Ivy nominated search areas. ‘Jimmy Foster’s shop’s your best bet,’ she announced. ‘Root through his back yard, then make your way to the Rec. The rest of you split up and cover Worthington and Spencer. Five minutes, that’s all. We meet on the Rec as soon as we’ve collected enough ammunition. Are we all game?’

‘Yes,’ came the spirited response.

‘Right,’ ordered Ivy, every inch the Sergeant Major. ‘On your marks – get gone!’

A short time later, a dishevelled group gathered on the Parry Rec, each woman breathing hard and carrying a miscellany of putrid vegetable matter. ‘You want to see what’s in some of them Spencer Street middens,’ complained a fat housewife with sweat streaming down reddened cheeks. ‘Fair turns your stomach, it does.’

‘Shut up, Molly Hargreaves,’ snapped Ivy. Her hair had tumbled down, and a few streaks of dirt mingled with caked blood on her cheeks. ‘This is serious business. Right. Are you all listening?’

They all listened.

‘Remember when Cissie Burns-as-was left her children in the house all night? Remember what we did to her when she showed up next morning?’

‘Aye,’ replied Rosie Blunt. ‘That were a right good do. Eeh, I did enjoy it.’

‘Well, we want more of the same.’ Ivy knew she looked fearsome. Various substances had clung to her skin, giving her the appearance of a Native American painted in readiness for battle with white intruders. ‘Follow me,’ she commanded. ‘Her won’t have got far, not with two cases.’

The women crossed the open ground, turned into Wigan Road and made a beeline for Trinity Street Station. As they walked past the market, several members of the group stopped to pick up bits of discarded fruit and veg.
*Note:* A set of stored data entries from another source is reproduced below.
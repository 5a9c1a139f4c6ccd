//! Preset tables, one per document type.

use crate::models::document::Role;
use crate::models::style::{Alignment, Rgb, StylePreset};

/// Near-black body text.
pub const TEXT: Rgb = Rgb::new(0x1A, 0x1A, 0x1A);
/// Dark blue for section headers.
pub const ACCENT: Rgb = Rgb::new(0x1F, 0x4E, 0x79);
/// Mid grey for contact lines and dates.
pub const SECONDARY: Rgb = Rgb::new(0x59, 0x59, 0x59);

const BASE: StylePreset = StylePreset {
    font_size_pt: 10.0,
    bold: false,
    color: TEXT,
    alignment: Alignment::Left,
    indent_pt: 0.0,
    spacing_before_pt: 0.0,
    spacing_after_pt: 0.0,
    underline: false,
};

// ────────────────────────────────────────────────────────────────────────────
// Resume
// ────────────────────────────────────────────────────────────────────────────

const RESUME_NAME: StylePreset = StylePreset {
    font_size_pt: 20.0,
    bold: true,
    alignment: Alignment::Center,
    spacing_after_pt: 4.0,
    ..BASE
};

const RESUME_CONTACT: StylePreset = StylePreset {
    font_size_pt: 9.0,
    color: SECONDARY,
    alignment: Alignment::Center,
    spacing_after_pt: 2.0,
    ..BASE
};

const RESUME_SECTION_HEADER: StylePreset = StylePreset {
    font_size_pt: 12.0,
    bold: true,
    color: ACCENT,
    spacing_before_pt: 12.0,
    spacing_after_pt: 4.0,
    underline: true,
    ..BASE
};

const RESUME_SUB_HEADER: StylePreset = StylePreset {
    font_size_pt: 10.5,
    bold: true,
    spacing_before_pt: 4.0,
    spacing_after_pt: 2.0,
    ..BASE
};

const RESUME_BULLET: StylePreset = StylePreset {
    indent_pt: 14.0,
    spacing_after_pt: 2.0,
    ..BASE
};

const RESUME_BODY: StylePreset = StylePreset {
    spacing_after_pt: 4.0,
    ..BASE
};

pub(crate) fn resume(role: Role) -> StylePreset {
    match role {
        Role::Name | Role::Title => RESUME_NAME,
        Role::ContactInfo | Role::Date => RESUME_CONTACT,
        Role::SectionHeader => RESUME_SECTION_HEADER,
        Role::SubHeader => RESUME_SUB_HEADER,
        Role::Bullet => RESUME_BULLET,
        Role::Body | Role::Salutation | Role::Closing | Role::Paragraph => RESUME_BODY,
    }
}

// ────────────────────────────────────────────────────────────────────────────
// Cover letter
// ────────────────────────────────────────────────────────────────────────────

const LETTER_TITLE: StylePreset = StylePreset {
    font_size_pt: 16.0,
    bold: true,
    alignment: Alignment::Center,
    spacing_after_pt: 12.0,
    ..BASE
};

const LETTER_DATE: StylePreset = StylePreset {
    font_size_pt: 9.5,
    color: SECONDARY,
    spacing_after_pt: 12.0,
    ..BASE
};

const LETTER_CONTACT: StylePreset = StylePreset {
    font_size_pt: 9.5,
    color: SECONDARY,
    spacing_after_pt: 2.0,
    ..BASE
};

const LETTER_SALUTATION: StylePreset = StylePreset {
    font_size_pt: 11.0,
    spacing_before_pt: 6.0,
    spacing_after_pt: 8.0,
    ..BASE
};

const LETTER_CLOSING: StylePreset = StylePreset {
    font_size_pt: 11.0,
    spacing_before_pt: 12.0,
    spacing_after_pt: 24.0,
    ..BASE
};

const LETTER_PARAGRAPH: StylePreset = StylePreset {
    font_size_pt: 11.0,
    spacing_after_pt: 10.0,
    ..BASE
};

const LETTER_EMPHASIS: StylePreset = StylePreset {
    bold: true,
    ..LETTER_PARAGRAPH
};

const LETTER_INDENTED: StylePreset = StylePreset {
    indent_pt: 14.0,
    ..LETTER_PARAGRAPH
};

pub(crate) fn cover_letter(role: Role) -> StylePreset {
    match role {
        Role::Title | Role::Name => LETTER_TITLE,
        Role::Date => LETTER_DATE,
        Role::ContactInfo => LETTER_CONTACT,
        Role::Salutation => LETTER_SALUTATION,
        Role::Closing => LETTER_CLOSING,
        Role::Paragraph | Role::Body => LETTER_PARAGRAPH,
        Role::SectionHeader | Role::SubHeader => LETTER_EMPHASIS,
        Role::Bullet => LETTER_INDENTED,
    }
}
On Newport Street, passers-by gave Ivy’s army a wide berth, as the smell of putrefaction was becoming far too strong for most noses.

They turned into Trinity Street, Ivy still in the lead. She stopped abruptly, causing a slight pile-up of breathless females in her wake. ‘I can see her,’ she said. ‘Stand still a minute, keep out of the road where she can’t catch sight.’
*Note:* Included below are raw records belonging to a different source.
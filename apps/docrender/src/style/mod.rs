//! Style resolver — pure lookup from `(role, document type)` to a preset.
//!
//! Total over every pair: roles that belong to the other document type map to
//! the closest native preset, so a lookup can never come back empty.

pub mod presets;

use crate::models::document::{ClassifiedLine, DocumentType, Role, StyledLine};
use crate::models::style::StylePreset;

pub use presets::{ACCENT, SECONDARY, TEXT};

pub fn resolve_style(role: Role, doc_type: DocumentType) -> StylePreset {
    match doc_type {
        DocumentType::Resume => presets::resume(role),
        DocumentType::CoverLetter => presets::cover_letter(role),
    }
}

/// Attaches a resolved style to every classified line, preserving order.
pub fn style_lines(lines: Vec<ClassifiedLine>, doc_type: DocumentType) -> Vec<StyledLine> {
    lines
        .into_iter()
        .map(|line| {
            let style = resolve_style(line.role, doc_type);
            StyledLine::new(line, style)
        })
        .collect()
}

#[cfg(test)]
mod tests {
    use super::*;
    use crate::models::style::Alignment;

    const BOTH: [DocumentType; 2] = [DocumentType::Resume, DocumentType::CoverLetter];

    #[test]
    fn test_every_pair_resolves_to_a_sane_preset() {
        for doc_type in BOTH {
            for role in Role::ALL {
                let style = resolve_style(role, doc_type);
                assert!(style.font_size_pt > 0.0, "{role:?}/{doc_type}");
                assert!(style.indent_pt >= 0.0);
                assert!(style.spacing_before_pt >= 0.0);
                assert!(style.spacing_after_pt >= 0.0);
            }
        }
    }

    #[test]
    fn test_name_and_title_are_largest_bold_centered() {
        for (role, doc_type) in [
            (Role::Name, DocumentType::Resume),
            (Role::Title, DocumentType::CoverLetter),
        ] {
            let top = resolve_style(role, doc_type);
            assert!(top.bold);
            assert_eq!(top.alignment, Alignment::Center);
            for other in Role::ALL.iter().filter(|r| r.belongs_to(doc_type) && **r != role) {
                assert!(
                    top.font_size_pt > resolve_style(*other, doc_type).font_size_pt,
                    "{role:?} should be larger than {other:?}"
                );
            }
        }
    }

    #[test]
    fn test_section_header_style() {
        let header = resolve_style(Role::SectionHeader, DocumentType::Resume);
        let body = resolve_style(Role::Body, DocumentType::Resume);
        assert!(header.bold);
        assert!(header.underline);
        assert_eq!(header.color, ACCENT);
        assert!(header.spacing_before_pt > body.spacing_before_pt);
    }

    #[test]
    fn test_contact_and_date_are_small_and_secondary() {
        let body = resolve_style(Role::Body, DocumentType::Resume);
        let contact = resolve_style(Role::ContactInfo, DocumentType::Resume);
        assert!(contact.font_size_pt < body.font_size_pt);
        assert_eq!(contact.color, SECONDARY);

        let paragraph = resolve_style(Role::Paragraph, DocumentType::CoverLetter);
        let date = resolve_style(Role::Date, DocumentType::CoverLetter);
        assert!(date.font_size_pt < paragraph.font_size_pt);
        assert_eq!(date.color, SECONDARY);
    }

    #[test]
    fn test_bullets_indented_not_bold() {
        let bullet = resolve_style(Role::Bullet, DocumentType::Resume);
        assert!(bullet.indent_pt > 0.0);
        assert!(!bullet.bold);
    }

    #[test]
    fn test_foreign_roles_borrow_native_presets() {
        assert_eq!(
            resolve_style(Role::Title, DocumentType::Resume),
            resolve_style(Role::Name, DocumentType::Resume)
        );
        assert_eq!(
            resolve_style(Role::Body, DocumentType::CoverLetter),
            resolve_style(Role::Paragraph, DocumentType::CoverLetter)
        );
    }

    #[test]
    fn test_style_lines_preserves_order_and_text() {
        let classified = vec![
            ClassifiedLine {
                text: "JANE ROE".into(),
                role: Role::Name,
                section: None,
            },
            ClassifiedLine {
                text: "Built it".into(),
                role: Role::Bullet,
                section: Some("experience".into()),
            },
        ];
        let styled = style_lines(classified, DocumentType::Resume);
        assert_eq!(styled.len(), 2);
        assert_eq!(styled[0].text, "JANE ROE");
        assert_eq!(styled[1].role, Role::Bullet);
        assert_eq!(styled[1].section.as_deref(), Some("experience"));
        assert_eq!(styled[1].style, resolve_style(Role::Bullet, DocumentType::Resume));
    }
}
She stood alone on the corner, watched while Lottie Kerrigan teetered across tram tracks on thick wedge heels. The suitcases made her weight uneven, and she was plainly struggling to carry all the luggage.

‘Well,’ said Ivy. ‘Poor lass needs help. She can’t manage all yon packages, so we’d better go and give her a hand, eh?’

With a whoop of joy, nine women dashed into the road, each pushing and shoving her neighbours in an effort to be the first on the scene. Ivy simply stood under the station clock, arms akimbo, head to one side as she studied the scenario.

Lottie was soon separated from her bags. Lids flew open, clothes were grabbed, torn, fought over. ‘I allers wanted some of these fancy keks,’ cried a woman from Spencer Street. She waved a pair of satin knickers above her head. ‘I reckon I might even stir the owld man back to life if I wear these.’